East West being what it is, it had a fairly prominent section of shelves devoted to dreaming, and seeing the sign for it on the side of a bookcase reminded Jaden of his dream the night before. He scanned the shelves. Some titles looked like a complete load of New Age crock, but others seemed intriguing. Soon he found himself engrossed in one of the more reputable seeming ones, on the subject of lucid dreaming. He was fairly sure that this was not what he had experienced, since he had had no idea that he was dreaming until after he was awake. But it seemed incredible that some people could realize their dreams while still asleep. Jaden thought that if you were able to "wake up" in your dreams, and start consciously acting as though they were real, then you were probably well on your way to a completely unreliable perception of reality, and from there at least some form of minor insanity. Interesting, though. The store was about to close, so he bought himself the book as a get well present for his hand.

It was dark as he walked home and turned down Richards Street. He had gone another block on automatic pilot when he found himself feeling a bit disoriented, and stopped. Looking around, it took him a second to realize where he was, and then a bit longer to realize why he had been confused. The view wasn't right.

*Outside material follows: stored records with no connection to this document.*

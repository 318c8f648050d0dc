use colored::Colorize;
use dialoguer::Confirm;

const BANNER: &str = r#"
   ______           __          __  _
  / ____/___ ____  / /__  _____/ /_(_)___ _
 / /   / __ `/ _ \/ / _ \/ ___/ __/ / __ `/
/ /___/ /_/ /  __/ /  __(__  ) /_/ / /_/ /
\____/\__,_/\___/_/\___/____/\__/_/\__,_/
"#;

/// Print the banner shown once at startup.
pub fn banner() {
    println!("{}", BANNER.magenta().bold());
    println!("{}", "  Hyprland Dotfiles Installer for Fedora".white().bold());
    println!();
}

/// Print an info message
pub fn info(msg: &str) {
    println!("{} {}", "→".blue().bold(), msg);
}

/// Print a success message
pub fn success(msg: &str) {
    println!("{} {}", "✓".green().bold(), msg);
}

/// Print a warning message
pub fn warn(msg: &str) {
    println!("{} {}", "!".yellow().bold(), msg);
}

/// Print an error message
pub fn error(msg: &str) {
    eprintln!("{} {}", "✗".red().bold(), msg);
}

/// Print a dim/muted message
pub fn dim(msg: &str) {
    println!("  {}", msg.dimmed());
}

/// Print a header with an underline
pub fn header(title: &str) {
    println!();
    println!("{}", title.bold());
    println!("{}", "─".repeat(title.len()).dimmed());
}

/// Print a section header
pub fn section(title: &str) {
    println!();
    println!("{}", title.cyan().bold());
}

/// Print a step indicator
pub fn step(num: usize, total: usize, msg: &str) {
    println!("{} {}", format!("[{}/{}]", num, total).cyan().bold(), msg);
}

/// Ask a yes/no question. Falls back to `false` when no terminal is attached.
pub fn confirm(msg: &str, default: bool) -> bool {
    Confirm::new()
        .with_prompt(msg)
        .default(default)
        .interact()
        .unwrap_or(false)
}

The corner up ahead was supposed to be the final resting place of 250 Richards Street, but the skeletal building frame that had stuck bleakly out into the sky for the last year was gone. In its place was a dark mansion, which looked too big to fit between its neighboring houses, and yet still seemed aloof and removed from them. The chain link construction fence had been replaced by a wrought iron one, over ten feet high. The swimming pool was full of shimmering dark water, rippled by a silent fountain. Greenish yellow lights shone in the windows on the upper storey, and insubstantial silhouettes seemed to pass back and forth on the other side.

Jaden just watched it for a minute, as though waiting for it to pounce. He knew he had seen it as normal just that afternoon, so what had happened to it since then? He was about half a block away still, so he started gradually moving closer. As he did, the mansion seemed to grow less distinct, rather than more so, as though a mist were forming over it, clouding his vision. When he was at the end of his block and just across the street from it, Jaden could barely see a thing. He waded through a fog to the other sidewalk, at which point it cleared, and he found his hand resting on a chain link fence. On the other side was the empty pool, its concrete basin only partially filled in. Beyond it, the wooden beams in an empty outline of an ordinary house.